僕が考えた秘策。それはあえて誤認逮捕をして、警察が周囲を取り押さえるという作戦だった。僕が誤認逮捕をした場合、確実に相手はアピールをする。『月之下アキラに言いがかりをつけられたぞ』と。その言葉を合図にして、警察が突入。スーパー・サクラギの出入口をすべて封鎖し、店内外にいるすべての人に職務質問をする。警察から追及されれば、さすがの黒木も観念するだろう。
――黒木勘五郎。お前は必ず、この近くにいるハズだ。誤認逮捕をしたガーディアンの絶望した顔を、間近で見たいと思わないハズがない。ガーディアンの敗北を他のメンバーから聞いただけで、お前が満足できるハズがない。
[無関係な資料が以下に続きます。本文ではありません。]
//! Structural type vocabulary of the control plane.

use serde::{Deserialize, Serialize};
use std::fmt;

/// Scalar kinds
#[derive(Debug, Clone, Copy, PartialEq, Eq, Hash, Serialize, Deserialize)]
#[serde(rename_all = "snake_case")]
pub enum SimpleType {
    /// Absence of a value
    None,
    /// 64-bit signed integer
    Integer,
    /// 64-bit float
    Float,
    /// UTF-8 text
    String,
    /// Boolean
    Boolean,
    /// Instant in time
    Datetime,
    /// Span of time
    Duration,
    /// Raw bytes
    Binary,
    /// Error value
    Error,
    /// Untyped key/value document
    Struct,
}

/// Whether a blob is a single object or a directory of objects
#[derive(Debug, Clone, Copy, PartialEq, Eq, Hash, Serialize, Deserialize)]
#[serde(rename_all = "snake_case")]
pub enum BlobDimensionality {
    /// One object
    Single,
    /// Many objects under a prefix
    Multipart,
}

/// Opaque blob handle type
#[derive(Debug, Clone, PartialEq, Eq, Hash, Serialize, Deserialize)]
pub struct BlobType {
    /// Format tag; empty means unspecified
    pub format: String,
    /// Object layout
    pub dimensionality: BlobDimensionality,
}

impl BlobType {
    /// Single-object blob of the given format
    #[must_use]
    pub fn single(format: impl Into<String>) -> Self {
        Self {
            format: format.into(),
            dimensionality: BlobDimensionality::Single,
        }
    }
}

/// Structural type descriptor
///
/// Map keys are always strings and are not represented.
#[derive(Debug, Clone, PartialEq, Eq, Hash, Serialize, Deserialize)]
#[serde(rename_all = "snake_case")]
pub enum LiteralType {
    /// Scalar
    Simple(SimpleType),
    /// Opaque blob
    Blob(BlobType),
    /// Homogeneous list
    CollectionType(Box<LiteralType>),
    /// String-keyed map
    MapValueType(Box<LiteralType>),
}

impl LiteralType {
    /// Collection of `element`
    #[must_use]
    pub fn collection(element: LiteralType) -> Self {
        Self::CollectionType(Box::new(element))
    }

    /// Map from string to `value`
    #[must_use]
    pub fn map(value: LiteralType) -> Self {
        Self::MapValueType(Box::new(value))
    }

    /// Nesting depth; scalars and blobs are 0
    #[must_use]
    pub fn depth(&self) -> usize {
        match self {
            Self::Simple(_) | Self::Blob(_) => 0,
            Self::CollectionType(inner) | Self::MapValueType(inner) => 1 + inner.depth(),
        }
    }
}

impl fmt::Display for LiteralType {
    fn fmt(&self, f: &mut fmt::Formatter<'_>) -> fmt::Result {
        match self {
            Self::Simple(kind) => write!(f, "{:?}", kind),
            Self::Blob(blob) => write!(f, "Blob({:?}, {:?})", blob.format, blob.dimensionality),
            Self::CollectionType(inner) => write!(f, "Collection({})", inner),
            Self::MapValueType(inner) => write!(f, "Map({})", inner),
        }
    }
}

#[cfg(test)]
mod tests {
    use super::*;

    #[test]
    fn test_nested_depth() {
        let t = LiteralType::collection(LiteralType::map(LiteralType::Simple(SimpleType::Float)));
        assert_eq!(t.depth(), 2);
    }

    #[test]
    fn test_display() {
        let t = LiteralType::map(LiteralType::collection(LiteralType::Simple(SimpleType::Integer)));
        assert_eq!(format!("{}", t), "Map(Collection(Integer))");
    }

    #[test]
    fn test_serde_shape() {
        let t = LiteralType::collection(LiteralType::Blob(BlobType::single("csv")));
        let json = serde_json::to_value(&t).unwrap();
        assert_eq!(json["collection_type"]["blob"]["format"], "csv");
        assert_eq!(json["collection_type"]["blob"]["dimensionality"], "single");
    }
}
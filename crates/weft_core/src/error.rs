//! Core error types for weft.

use std::fmt;

/// Core result type
pub type CoreResult<T> = Result<T, CoreError>;

/// Core error type
#[derive(Debug, Clone, PartialEq, Eq)]
pub enum CoreError {
    /// Parse error
    ParseError { message: String },

    /// Validation error
    Validation { field: String, reason: String },

    /// Settings file could not be read
    Io {
        /// Path that failed
        path: String,
        /// Underlying error message
        message: String,
    },
}

impl fmt::Display for CoreError {
    fn fmt(&self, f: &mut fmt::Formatter<'_>) -> fmt::Result {
        match self {
            Self::ParseError { message } => write!(f, "Parse error: {}", message),
            Self::Validation { field, reason } => {
                write!(f, "Validation failed for {}: {}", field, reason)
            }
            Self::Io { path, message } => write!(f, "Cannot read {}: {}", path, message),
        }
    }
}

impl std::error::Error for CoreError {}

impl From<toml::de::Error> for CoreError {
    fn from(err: toml::de::Error) -> Self {
        Self::ParseError {
            message: err.message().to_string(),
        }
    }
}
//! Native type to literal type mapping.

use crate::catalog::base_type;
use crate::error::{TypeError, TypeResult};
use crate::native::{NativeType, Origin};
use indexmap::IndexMap;
use weft_model::{LiteralType, TypedInterface, Variable, VariableMap};

/// Declared inputs and outputs of a task or workflow, by name
#[derive(Debug, Clone, Default, PartialEq, Eq)]
pub struct Signature {
    /// Inputs in declaration order
    pub inputs: IndexMap<String, NativeType>,
    /// Outputs in declaration order
    pub outputs: IndexMap<String, NativeType>,
}

impl Signature {
    /// Empty signature
    #[must_use]
    pub fn new() -> Self {
        Self::default()
    }

    /// Add an input
    #[must_use]
    pub fn with_input(mut self, name: impl Into<String>, ty: NativeType) -> Self {
        self.inputs.insert(name.into(), ty);
        self
    }

    /// Add an output
    #[must_use]
    pub fn with_output(mut self, name: impl Into<String>, ty: NativeType) -> Self {
        self.outputs.insert(name.into(), ty);
        self
    }
}

/// Maps native type descriptions to literal types
///
/// Stateless; every call is pure and deterministic.
#[derive(Debug, Clone, Copy, Default)]
pub struct TypeEngine;

impl TypeEngine {
    /// Create a new engine
    #[must_use]
    pub const fn new() -> Self {
        Self
    }

    /// Map one native type
    ///
    /// Catalog entries map verbatim, `list[T]` maps to a collection of `T`,
    /// `dict[str, V]` maps to a map of `V`.
    ///
    /// # Errors
    ///
    /// Returns [`TypeError::UnsupportedType`] for tuples, bare lists, records,
    /// non-string map keys, unknown types and wrong argument counts
    pub fn to_literal_type(&self, native: &NativeType) -> TypeResult<LiteralType> {
        if let Some(base) = base_type(native) {
            return Ok(base.clone());
        }

        let desc = native.describe();
        match (desc.origin, desc.args) {
            (Origin::List, [element]) => Ok(LiteralType::collection(self.to_literal_type(element)?)),
            (Origin::Dict, [key, value]) => {
                if key.origin() != &Origin::Str || !key.is_bare() {
                    return Err(unsupported(
                        native,
                        format!("map keys must be str, found {}", key),
                    ));
                }
                Ok(LiteralType::map(self.to_literal_type(value)?))
            }
            (Origin::List, []) => Err(unsupported(native, "list element type is unknown")),
            (Origin::List | Origin::Dict, args) => Err(unsupported(
                native,
                format!("unexpected {} type arguments", args.len()),
            )),
            (Origin::Tuple, _) => Err(unsupported(native, "tuples have no structural form")),
            (Origin::Record(_), _) => Err(unsupported(
                native,
                "records are only supported as interface declarations",
            )),
            (_, _) => Err(unsupported(native, "no mapping is registered")),
        }
    }

    /// Map every field of a record independently
    ///
    /// Fails as a whole when any field fails; no partial map is returned.
    ///
    /// # Errors
    ///
    /// Returns [`TypeError::Field`] wrapping the first failing or repeated
    /// field
    pub fn to_variable_map<'a, I>(&self, fields: I) -> TypeResult<VariableMap>
    where
        I: IntoIterator<Item = (&'a str, &'a NativeType)>,
    {
        let mut variables = VariableMap::new();
        for (name, native) in fields {
            if variables.contains_key(name) {
                return Err(TypeError::Field {
                    field: name.to_string(),
                    source: Box::new(unsupported(native, "field is declared more than once")),
                });
            }
            let literal_type = self.to_literal_type(native).map_err(|e| {
                tracing::debug!(field = name, error = %e, "field type rejected");
                TypeError::Field {
                    field: name.to_string(),
                    source: Box::new(e),
                }
            })?;
            variables.insert(name.to_string(), Variable::new(literal_type));
        }
        Ok(variables)
    }

    /// Map the fields of a `record[...]` native type
    ///
    /// # Errors
    ///
    /// Returns [`TypeError::UnsupportedType`] if `record` is not a record, or
    /// the field failure otherwise
    pub fn record_to_variable_map(&self, record: &NativeType) -> TypeResult<VariableMap> {
        let desc = record.describe();
        let Origin::Record(names) = desc.origin else {
            return Err(unsupported(record, "expected a record"));
        };
        if names.len() != desc.args.len() {
            return Err(unsupported(
                record,
                format!("{} field names for {} field types", names.len(), desc.args.len()),
            ));
        }
        self.to_variable_map(names.iter().map(String::as_str).zip(desc.args.iter()))
    }

    /// Map a declared signature into a typed interface
    ///
    /// # Errors
    ///
    /// Returns the first field failure among inputs, then outputs
    pub fn to_interface(&self, signature: &Signature) -> TypeResult<TypedInterface> {
        Ok(TypedInterface {
            inputs: self.to_variable_map(signature.inputs.iter().map(|(k, v)| (k.as_str(), v)))?,
            outputs: self
                .to_variable_map(signature.outputs.iter().map(|(k, v)| (k.as_str(), v)))?,
        })
    }
}

fn unsupported(native: &NativeType, reason: impl Into<String>) -> TypeError {
    TypeError::UnsupportedType {
        native: native.to_string(),
        reason: reason.into(),
    }
}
十年以上もS.G.Gに対抗していたお前の執念は、復讐心は、それぐらい根強いハズだからだ。
だからこの計画を考えた。その黒木の復讐心を逆手に取るために。もちろん、この計画は上層部では批判を喰らったらしい。『もしデモニッシュじゃなかったら、どう責任を取るつもりなんだ』と。しかし僕を信用してくれた桐生さんが「全責任はワタシが取る」と言って、作戦を強行してくれたのだ。
つまり僕が作戦をミスれば、桐生さんの首が飛ぶ。でもその心配はしていなかった。黒木の、ガーディアンに対する異常なまでの執着心。一時期を共にした桐生さんには、黒木がガーディアンの敗北を間近で見るハズだと、分かっていたのだろう。だからこそ僕の秘策に賛同してくれたのだ。
僕が捕まえた女性が、警察に連れられて店内に入る。他の一般客の場合は、身分証を提示すれば解放されるようだった。黒木なら身分証を見せられないハズだから、このやり方で正しいのだろう。
「――月之下くん。終わったの?」
インカム越しに、片瀬さんの心配そうな声が聞こえてくる。僕は「終わりました」と答えてから、店内に引き返した。あとは天に身を任せるだけだった。